A HYBRID FSIR MODEL WITH PARAMETER EMBEDDING BASED ON MACHINE LEARNING METHODS

Abstract

The paper proposes a hybrid model FSIR (Fractional Susceptible-Infected-Recovered), which combines fractional dynamics with adaptive parameterization through neural networks.

The basic dynamics is described by a fractional FSIR system with a Caputo derivative of the order α=0.9. The simulation time interval t∈[0,100] is divided into 500 uniformly spaced points; the grid pitch h is calculated as the difference of adjacent points. Initial conditions: S(0)=0.99; I(0)=0.01; R(0)=0. Numerical integration of fractional derivatives was performed by the Adams-Bashforth-Moulton method, which is a predictor-corrector method and is implemented in the code for solving FSIR for different arrays of parameters β(t) and γ(t). The paper discusses two parameterization approaches: MLP for parameter embedding and the PINN (Physics-Informed Neural Network) approach.

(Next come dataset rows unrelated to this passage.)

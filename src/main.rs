// Main entry point - Dependency injection and server setup
use std::{net::SocketAddr, sync::Arc};

use chrono::Utc;
use tracing_subscriber::EnvFilter;

use reliability_dashboard::application::alert_limiter::AlertLimiter;
use reliability_dashboard::application::asset_repository::AssetRepository;
use reliability_dashboard::application::asset_service::AssetService;
use reliability_dashboard::application::notification_service::AlertService;
use reliability_dashboard::infrastructure::config::load_app_config;
use reliability_dashboard::infrastructure::log_notifier::LogNotifier;
use reliability_dashboard::infrastructure::memory_repository::InMemoryAssetRepository;
use reliability_dashboard::infrastructure::seed;
use reliability_dashboard::presentation::app_state::AppState;
use reliability_dashboard::presentation::routes::create_router;

#[tokio::main]
async fn main() -> anyhow::Result<()> {
    // Initialize tracing
    tracing_subscriber::fmt()
        .with_env_filter(
            EnvFilter::try_from_default_env().unwrap_or_else(|_| EnvFilter::new("info")),
        )
        .init();

    // Load configuration
    let config = load_app_config()?;

    // Create repository (infrastructure layer)
    let repository = Arc::new(InMemoryAssetRepository::new());
    if config.seed.demo_assets {
        let assets = seed::demo_assets(Utc::now());
        tracing::info!(count = assets.len(), "Seeding demo assets");
        repository.put_many(assets).await?;
    }

    // Create services (application layer)
    let cooldown = config.alerts.cooldown()?;
    let notifier = Arc::new(LogNotifier::new(Some(config.alerts.recipient.clone())));
    let alerts = AlertService::new(notifier, AlertLimiter::new(cooldown));
    let asset_service = AssetService::new(repository, alerts, config.telemetry.history_limit);

    // Create application state
    let state = Arc::new(AppState { asset_service });

    // Build router (presentation layer)
    let router = create_router(state);

    // Start server
    let addr: SocketAddr = config.server.bind_addr.parse()?;
    tracing::info!(%addr, "Starting reliability-dashboard service");

    axum::serve(tokio::net::TcpListener::bind(addr).await?, router).await?;

    Ok(())
}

Network training was carried out on a full grid for all points simultaneously with the Adam optimizer and an initial learning rate of 0.01. Experiments were carried out with a different number of epochs [100, 500, 1000, 2000].

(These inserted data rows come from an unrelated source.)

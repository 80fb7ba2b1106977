// Infrastructure layer - External dependencies and adapters
pub mod config;
pub mod log_notifier;
pub mod memory_repository;
pub mod seed;
// FMECA risk priority numbers
use super::units::round_to;
use serde::{Deserialize, Serialize};

pub const RATING_MIN: u8 = 1;
pub const RATING_MAX: u8 = 10;

/// A failure mode with current and after-action ratings.
///
/// `rpn` and `resRPN` are derived from the ratings on every read and on
/// serialization; values for them in incoming JSON are ignored.
#[derive(Debug, Clone, PartialEq, Serialize, Deserialize)]
#[serde(rename_all = "camelCase", into = "FailureModeRecord")]
pub struct FailureMode {
    #[serde(default)]
    pub id: String,
    #[serde(default)]
    pub component: String,
    #[serde(default)]
    pub mode: String,
    #[serde(default)]
    pub effect: String,
    #[serde(default)]
    pub cause: String,
    #[serde(default)]
    pub action: String,
    pub severity: u8,
    pub occurrence: u8,
    pub detection: u8,
    pub res_severity: u8,
    pub res_occurrence: u8,
    pub res_detection: u8,
}

/// Serialized form of a [`FailureMode`], carrying both RPNs.
#[derive(Serialize)]
#[serde(rename_all = "camelCase")]
struct FailureModeRecord {
    id: String,
    component: String,
    mode: String,
    effect: String,
    cause: String,
    action: String,
    severity: u8,
    occurrence: u8,
    detection: u8,
    res_severity: u8,
    res_occurrence: u8,
    res_detection: u8,
    rpn: u16,
    #[serde(rename = "resRPN")]
    res_rpn: u16,
}

impl From<FailureMode> for FailureModeRecord {
    fn from(mode: FailureMode) -> Self {
        let rpn = mode.rpn();
        let res_rpn = mode.res_rpn();
        Self {
            id: mode.id,
            component: mode.component,
            mode: mode.mode,
            effect: mode.effect,
            cause: mode.cause,
            action: mode.action,
            severity: mode.severity,
            occurrence: mode.occurrence,
            detection: mode.detection,
            res_severity: mode.res_severity,
            res_occurrence: mode.res_occurrence,
            res_detection: mode.res_detection,
            rpn,
            res_rpn,
        }
    }
}

impl FailureMode {
    pub fn new(id: impl Into<String>, severity: u8, occurrence: u8, detection: u8) -> Self {
        recompute(Self {
            id: id.into(),
            component: String::new(),
            mode: String::new(),
            effect: String::new(),
            cause: String::new(),
            action: String::new(),
            severity,
            occurrence,
            detection,
            res_severity: severity,
            res_occurrence: occurrence,
            res_detection: detection,
        })
    }

    pub fn with_residual(mut self, severity: u8, occurrence: u8, detection: u8) -> Self {
        self.res_severity = severity;
        self.res_occurrence = occurrence;
        self.res_detection = detection;
        recompute(self)
    }

    /// Product of the current ratings, each read clamped into [1, 10].
    pub fn rpn(&self) -> u16 {
        rpn(
            clamp_rating(self.severity),
            clamp_rating(self.occurrence),
            clamp_rating(self.detection),
        )
    }

    pub fn res_rpn(&self) -> u16 {
        rpn(
            clamp_rating(self.res_severity),
            clamp_rating(self.res_occurrence),
            clamp_rating(self.res_detection),
        )
    }

    pub fn band(&self) -> RpnBand {
        RpnBand::from_rpn(self.rpn())
    }

    pub fn residual_band(&self) -> RpnBand {
        RpnBand::from_rpn(self.res_rpn())
    }

    /// Percentage drop from `rpn` to `res_rpn`, only when there is one.
    pub fn improvement_percent(&self) -> Option<u32> {
        let (rpn, res_rpn) = (self.rpn(), self.res_rpn());
        if rpn > res_rpn {
            let drop = (rpn - res_rpn) as f64 / rpn as f64 * 100.0;
            Some(round_to(drop, 0) as u32)
        } else {
            None
        }
    }
}

fn clamp_rating(rating: u8) -> u8 {
    rating.clamp(RATING_MIN, RATING_MAX)
}

pub fn rpn(severity: u8, occurrence: u8, detection: u8) -> u16 {
    severity as u16 * occurrence as u16 * detection as u16
}

/// Clamp every stored rating into [1, 10].
pub fn recompute(mut mode: FailureMode) -> FailureMode {
    mode.severity = clamp_rating(mode.severity);
    mode.occurrence = clamp_rating(mode.occurrence);
    mode.detection = clamp_rating(mode.detection);
    mode.res_severity = clamp_rating(mode.res_severity);
    mode.res_occurrence = clamp_rating(mode.res_occurrence);
    mode.res_detection = clamp_rating(mode.res_detection);
    mode
}

#[derive(Debug, Clone, Copy, PartialEq, Eq, Serialize)]
#[serde(rename_all = "lowercase")]
pub enum RpnBand {
    Acceptable,
    Elevated,
    Critical,
}

impl RpnBand {
    pub fn from_rpn(rpn: u16) -> Self {
        if rpn > 200 {
            RpnBand::Critical
        } else if rpn > 100 {
            RpnBand::Elevated
        } else {
            RpnBand::Acceptable
        }
    }
}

In the PINN approach we used subnets for β(t), γ(t), and [S,I,R]. with three layers of 32 Tanh-activated neurons. In this approach the loss function combines the MSE with the data responsible for the states and parameters and the physical residual component, which takes into account fractional residues through the L1 approximation of the Caputo derivative. The PINN approach also used the Adam optimizer, learning rate 5e-03 and for some experiments we increased the weight of the physics-based loss term.

The synthetic MLP embedding scenario gave a significant reduction in the error of reproducing the trajectories of epidemic time series according to the SIR model with an increase in the number of epochs. Thus, the average MSE values for the MLP approach decrease from ≈7.04e-04 at 100 epochs to ≈1.4e-05 for 2000 epochs. At 2000 MLP epochs the model reproduces a global SIR trajectory with deviations of less than 1% at almost all points in the time series.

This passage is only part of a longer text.